From Dickens to Data Science

Posted September 8, 2017

What if we could browse through all the literary works of an author and quickly get ideas for similarities or differences in the underlying narrative structures? Researchers at Victoria University of Wellington in New Zealand are approaching this problem space by applying novel data analytics and network science.

Data-driven analysis has emerged as a growing methodology, if not sub-discipline within literary studies. This approach, broadly described as “distant reading”, has harnessed available technology to open new avenues for how we understand literary texts, both individually and in the aggregate. Whereas traditional literary scholarship is generally grounded in the interpretation of the specific language of a text or body of texts, macroanalytic approaches have offered new ways of seeing texts.

The interdisciplinary research project at Victoria University of Wellington attempts to theorise the relationship between macroanalytic and microanalytic (distant and close) readings of individual works. The researchers apply the Transcendental Information Cascades (TIC) approach (Luczak-Roesch et al., 2015) to understand how emergent structures of information are generated during the unfolding of a text. This treats the text as a diachronically evolving information system and uses TIC to isolate the structural properties of that system. The network thus provides a visualization of the occurrence of characters and models the information structures they generate.

The novels of Charles Dickens (1812-1870) are a particularly interesting object of investigation within this field of research. Not only was Dickens a central figure in the development of the nineteenth-century novel — the literary form that has been a primary object of computational analyses — but his novels construct vast and elaborate character networks as they represent and the rapidly changing Victorian world.

Dickens’s character networks are important because of their density and of the complex social world they represent; the way in which those networks were generated also warrants attention. Dickens was a pioneer of the serial novel form, writing monthly (or weekly) installments of his novels over the course of up to eighteen months.

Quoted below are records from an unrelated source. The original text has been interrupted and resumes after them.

//! Cover store with an in-memory qualification set

use coverart_core::{Artwork, CoverStore, MediaRef};
use std::collections::HashSet;
use std::path::{Path, PathBuf};
use std::sync::{Arc, Mutex};

/// Cover store whose library membership is kept in memory
///
/// Unlike the real library store, qualification is decided by the set of
/// media registered here rather than the item's own `in_library` flag, so
/// tests can flip membership between resolutions.
#[derive(Clone)]
pub struct MemoryCoverStore {
    root: PathBuf,
    library: Arc<Mutex<HashSet<MediaRef>>>,
    lookups: Arc<Mutex<Vec<MediaRef>>>,
}

impl MemoryCoverStore {
    /// Create a store writing covers under `root`
    pub fn new(root: impl Into<PathBuf>) -> Self {
        Self {
            root: root.into(),
            library: Arc::new(Mutex::new(HashSet::new())),
            lookups: Arc::new(Mutex::new(Vec::new())),
        }
    }

    pub fn root(&self) -> &Path {
        &self.root
    }

    /// Register media as a library title
    pub fn add(&self, media: MediaRef) {
        self.library.lock().unwrap().insert(media);
    }

    pub fn remove(&self, media: &MediaRef) {
        self.library.lock().unwrap().remove(media);
    }

    /// Cover path for media regardless of membership
    pub fn cover_path(&self, media: &MediaRef) -> PathBuf {
        self.root.join(format!("{}-{}.cover", media.kind, media.id))
    }

    /// Media `path_for` was asked about, in call order
    pub fn lookups(&self) -> Vec<MediaRef> {
        self.lookups.lock().unwrap().clone()
    }
}

impl CoverStore<Artwork> for MemoryCoverStore {
    fn path_for(&self, item: &Artwork) -> Option<PathBuf> {
        self.lookups.lock().unwrap().push(item.media);
        self.library
            .lock()
            .unwrap()
            .contains(&item.media)
            .then(|| self.cover_path(&item.media))
    }
}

Thus, his novels not only create character networks in the process of their unfolding, but also dramatize the creation and management of those networks in the very act of composition. They offer the opportunity to analyse both how a novel, taken as a completed aesthetic object, maps character connections and also how those networks are imagined and managed in their production.

Furthermore, the evolution of Dickens’s career provides another avenue for analysis, as his early novels present episodic structure before he self-consciously announces an intention “to keep a steadier eye on the general purpose and design” of his works. Thus, Dickens’s mode of production, the arc of his career, the substantial but manageable corpus of fourteen completed novels, and the very substance of the world he represents present variables for analysing his character networks through a computational approach.

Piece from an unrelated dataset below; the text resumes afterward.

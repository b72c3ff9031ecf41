//! Builders for test items and payloads

mod artwork;
pub mod payloads;

pub use artwork::ArtworkBuilder;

The approach has been tested on nineteen novels to this point; all fifteen novels by Charles Dickens, and four by other Victorian novelists for comparative purposes. An initial user study to evaluate the tool was performed involving humanities scholars and university students in English literature.

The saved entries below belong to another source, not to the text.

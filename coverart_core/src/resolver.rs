//! Tiered resolution of one item to a decoded image
//!
//! Tiers are consulted in a fixed order: memory, caller override, permanent
//! cover, generic disk cache, network. Every successful resolution lands in
//! the memory cache. Disk handles are RAII guards, so an error or a dropped
//! future releases whatever editor or snapshot the resolution was holding.
//!
//! Network bytes are decoded before they are persisted anywhere. A cover or
//! disk entry that is missing or fails to decode is dropped and treated as a
//! miss, so one bad response can't pin an item to an unusable copy.

use crate::cache::{CoverStore, DiskCache, MemoryCache, Snapshot, cover};
use crate::error::{Error, IoErrorKind, Result, at_path};
use crate::fetch::{NetworkFetcher, RawPayload, StreamedBody};
use crate::image::{DecodedImage, ImageDecoder, PassthroughDecoder};
use crate::key::{CacheKey, KeyDeriver, derive_key};
use crate::request::{DataSource, FetchResult, RequestPolicy};
use bytes::Bytes;
use std::fmt::Debug;
use std::io::ErrorKind;
use std::path::Path;
use std::sync::Arc;

/// Caller hook consulted after a memory miss
///
/// Returning `Some` short-circuits every remaining tier; the result is put
/// into the memory cache and handed back unchanged.
pub type OverrideHook<T> = Arc<dyn Fn(&RequestPolicy, &T) -> Option<FetchResult> + Send + Sync>;

/// Resolves items through the memory, cover, disk and network tiers
pub struct Resolver<T: Sync> {
    keys: Arc<dyn KeyDeriver<T>>,
    fetcher: Arc<dyn NetworkFetcher<T>>,
    covers: Option<Arc<dyn CoverStore<T>>>,
    override_hook: Option<OverrideHook<T>>,
    memory: Arc<MemoryCache>,
    disk: Option<DiskCache>,
    decoder: Arc<dyn ImageDecoder>,
}

/// Builder for [`Resolver`]
pub struct ResolverBuilder<T: Sync> {
    keys: Arc<dyn KeyDeriver<T>>,
    fetcher: Arc<dyn NetworkFetcher<T>>,
    covers: Option<Arc<dyn CoverStore<T>>>,
    override_hook: Option<OverrideHook<T>>,
    memory: Option<Arc<MemoryCache>>,
    disk: Option<DiskCache>,
    decoder: Option<Arc<dyn ImageDecoder>>,
}

impl<T: Sync> ResolverBuilder<T> {
    pub fn covers(mut self, covers: Arc<dyn CoverStore<T>>) -> Self {
        self.covers = Some(covers);
        self
    }

    pub fn override_hook(mut self, hook: OverrideHook<T>) -> Self {
        self.override_hook = Some(hook);
        self
    }

    /// Share a memory cache between resolvers; a private one is created otherwise
    pub fn memory(mut self, memory: Arc<MemoryCache>) -> Self {
        self.memory = Some(memory);
        self
    }

    pub fn disk(mut self, disk: DiskCache) -> Self {
        self.disk = Some(disk);
        self
    }

    pub fn decoder(mut self, decoder: Arc<dyn ImageDecoder>) -> Self {
        self.decoder = Some(decoder);
        self
    }

    pub fn build(self) -> Resolver<T> {
        Resolver {
            keys: self.keys,
            fetcher: self.fetcher,
            covers: self.covers,
            override_hook: self.override_hook,
            memory: self.memory.unwrap_or_default(),
            disk: self.disk,
            decoder: self.decoder.unwrap_or_else(|| Arc::new(PassthroughDecoder)),
        }
    }
}

impl<T: Debug + Send + Sync> Resolver<T> {
    pub fn builder(
        keys: Arc<dyn KeyDeriver<T>>,
        fetcher: Arc<dyn NetworkFetcher<T>>,
    ) -> ResolverBuilder<T> {
        ResolverBuilder {
            keys,
            fetcher,
            covers: None,
            override_hook: None,
            memory: None,
            disk: None,
            decoder: None,
        }
    }

    pub fn memory(&self) -> &Arc<MemoryCache> {
        &self.memory
    }

    pub fn disk(&self) -> Option<&DiskCache> {
        self.disk.as_ref()
    }

    /// Resolve `item` to an image, honoring the tier flags in `policy`
    pub async fn resolve(&self, item: &T, policy: &RequestPolicy) -> Result<FetchResult> {
        let key = derive_key(self.keys.as_ref(), item, policy)?;

        if policy.memory_read
            && let Some(image) = self.memory.get(&key).await
        {
            log::debug!("{key}: memory hit");
            return Ok(FetchResult::new(image, DataSource::Memory));
        }

        if let Some(hook) = &self.override_hook
            && let Some(result) = hook(policy, item)
        {
            log::debug!("{key}: resolved by override hook");
            self.memory.put(&key, result.image.clone()).await;
            return Ok(result);
        }

        let cover_path = self.covers.as_ref().and_then(|c| c.path_for(item));

        if policy.disk_read {
            if let Some(path) = cover_path.as_deref()
                && let Some(data) = read_cover(path).await?
            {
                match self.decoder.decode(key.as_str(), data) {
                    Ok(image) => {
                        log::debug!("{key}: cover hit at {}", path.display());
                        return Ok(self.remember(&key, image, DataSource::Disk).await);
                    }
                    Err(e) => {
                        log::warn!("{key}: cover at {} is unusable: {e}", path.display());
                        cover::discard(path).await;
                    }
                }
            }

            if let Some(snapshot) = self.disk.as_ref().and_then(|d| d.open_snapshot(&key))
                && let Some(result) = self
                    .admit_snapshot(&key, snapshot, cover_path.as_deref(), policy)
                    .await?
            {
                return Ok(result);
            }
        }

        log::debug!("{key}: fetching from network");
        match self.fetcher.fetch(item, policy).await? {
            RawPayload::Buffered(data) => {
                self.store_buffered(&key, data, cover_path.as_deref(), policy)
                    .await
            }
            RawPayload::Streamed(body) => {
                self.store_streamed(&key, body, cover_path.as_deref(), policy)
                    .await
            }
        }
    }

    /// Serve a generic disk hit, migrating it to the cover path when possible
    ///
    /// `None` means the entry was unusable and has been dropped.
    async fn admit_snapshot(
        &self,
        key: &CacheKey,
        snapshot: Snapshot,
        cover_path: Option<&Path>,
        policy: &RequestPolicy,
    ) -> Result<Option<FetchResult>> {
        let data = match snapshot.read().await {
            Ok(data) => data,
            Err(Error::Io(e)) if e.kind == IoErrorKind::FileNotFound => {
                log::warn!("{key}: disk entry lost its blob, treating as a miss");
                snapshot.discard().await;
                return Ok(None);
            }
            Err(e) => return Err(e),
        };

        let image = match self.decoder.decode(key.as_str(), data.clone()) {
            Ok(image) => image,
            Err(e) => {
                log::warn!("{key}: disk entry is unusable: {e}");
                snapshot.discard().await;
                return Ok(None);
            }
        };
        log::debug!("{key}: disk hit");

        // The cover ends up holding exactly the snapshot bytes decoded above
        if policy.disk_write
            && let Some(path) = cover_path
            && let Some(migrated) = cover::write_if_absent(&data, path).await
        {
            log::debug!("{key}: migrated to cover {}", migrated.display());
        }

        snapshot.close();
        Ok(Some(self.remember(key, image, DataSource::Disk).await))
    }

    async fn store_buffered(
        &self,
        key: &CacheKey,
        data: Bytes,
        cover_path: Option<&Path>,
        policy: &RequestPolicy,
    ) -> Result<FetchResult> {
        let image = self.decoder.decode(key.as_str(), data.clone())?;
        let source = self.persist_in_hand(key, &data, cover_path, policy, false).await;
        Ok(self.remember(key, image, source).await)
    }

    async fn store_streamed(
        &self,
        key: &CacheKey,
        mut body: StreamedBody,
        cover_path: Option<&Path>,
        policy: &RequestPolicy,
    ) -> Result<FetchResult> {
        let from_cache = body.served_from_cache();

        if policy.disk_write
            && let Some(path) = cover_path
        {
            // The peeked copy stays buffered inside the body for the fallbacks below
            match body.peek().await {
                Ok(data) => {
                    let image = self.decoder.decode(key.as_str(), data.clone())?;
                    let source = self
                        .persist_in_hand(key, &data, Some(path), policy, from_cache)
                        .await;
                    return Ok(self.remember(key, image, source).await);
                }
                Err(e) => log::warn!("{key}: could not peek body for cover: {e}"),
            }
        }

        let editor = if policy.disk_write {
            self.disk.as_ref().and_then(|d| d.open_editor(key))
        } else {
            None
        };

        let Some(mut editor) = editor else {
            let data = body.into_bytes().await?;
            let image = self.decoder.decode(key.as_str(), data)?;
            return Ok(self.remember(key, image, DataSource::Network).await);
        };

        // Payload is not in hand: a failed transfer or write aborts the
        // editor on drop and propagates
        editor.write_stream(body.into_stream()).await?;
        let snapshot = editor.commit().await?;
        let data = snapshot.read().await?;

        match self.decoder.decode(key.as_str(), data) {
            Ok(image) => {
                snapshot.close();
                Ok(self.remember(key, image, tier_for(from_cache)).await)
            }
            Err(e) => {
                snapshot.discard().await;
                Err(e)
            }
        }
    }

    /// Persist a decoded, fully buffered payload to the cover or disk cache
    ///
    /// Returns the tier to report. Failures are logged, not raised: the
    /// caller still holds the bytes.
    async fn persist_in_hand(
        &self,
        key: &CacheKey,
        data: &[u8],
        cover_path: Option<&Path>,
        policy: &RequestPolicy,
        from_cache: bool,
    ) -> DataSource {
        if !policy.disk_write {
            return DataSource::Network;
        }
        if let Some(path) = cover_path
            && cover::write_if_absent(data, path).await.is_some()
        {
            return DataSource::Disk;
        }
        let Some(mut editor) = self.disk.as_ref().and_then(|d| d.open_editor(key)) else {
            log::debug!("{key}: no editor available, skipping disk write");
            return DataSource::Network;
        };

        if let Err(e) = editor.write_all(data).await {
            log::warn!("{key}: disk cache write failed: {e}");
            editor.abort();
            return DataSource::Network;
        }
        match editor.commit().await {
            Ok(snapshot) => {
                snapshot.close();
                tier_for(from_cache)
            }
            Err(e) => {
                log::warn!("{key}: disk cache commit failed: {e}");
                DataSource::Network
            }
        }
    }

    async fn remember(&self, key: &CacheKey, image: DecodedImage, source: DataSource) -> FetchResult {
        self.memory.put(key, image.clone()).await;
        FetchResult::new(image, source)
    }
}

fn tier_for(served_from_cache: bool) -> DataSource {
    if served_from_cache {
        DataSource::Disk
    } else {
        DataSource::Network
    }
}

async fn read_cover(path: &Path) -> Result<Option<Bytes>> {
    match tokio::fs::read(path).await {
        Ok(data) => Ok(Some(Bytes::from(data))),
        Err(e) if matches!(e.kind(), ErrorKind::NotFound | ErrorKind::NotADirectory) => Ok(None),
        Err(e) => Err(at_path(path)(e)),
    }
}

This study demonstrated that the resulting networks reflect properties of the narrative structure of the analysed works, and make accessible quantitative features of novels that can reveal areas for further investigation. The user study also informs user interface (UI) as well as user experience (UX) designers about how domain experts in the digital humanities collaboratively interact with tools that make use of network science and data visualisations.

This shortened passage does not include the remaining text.